EXERCISE REQUIREMENTS
How many lines of these entries hold the string "TimeBandTracker"? Answer with the number alone.

[Extracted data entries]
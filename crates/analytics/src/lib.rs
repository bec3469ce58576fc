//! # Riskband Analytics
//!
//! The band statistics and signal scoring behind every report.
//!
//! ## Architectural Principles
//!
//! - **Pure logic:** no I/O. Persistence decides whether a date was already
//!   recorded; this crate only applies the consequences.
//! - **Stateless calculators:** every component is a unit struct whose methods
//!   are deterministic functions of their arguments, which keeps them easy to test.
//!
//! ## Public API
//!
//! - `TimeBandTracker`: applies daily ticks and backfill seeds to a `TimeBandRecord`.
//! - `CoefficientCalculator`: full recompute of the ten rarity coefficients.
//! - `ScoringEngine`: zone score × coefficient, direction and strength.
//! - `TargetFinder`: nearest rarer neighbor band on each side.
//! - `AnalyticsEngine`: combines the above into a `SignalReport`.

pub mod bands;
pub mod coefficient;
pub mod engine;
pub mod error;
pub mod scoring;
pub mod target;

pub use bands::{TimeBandTracker, band_for_risk, band_midpoint};
pub use coefficient::CoefficientCalculator;
pub use engine::AnalyticsEngine;
pub use error::AnalyticsError;
pub use scoring::{ScoringEngine, base_score, signal_strength, signal_type};
pub use target::TargetFinder;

SOLUTION FOR THIS EXERCISE
2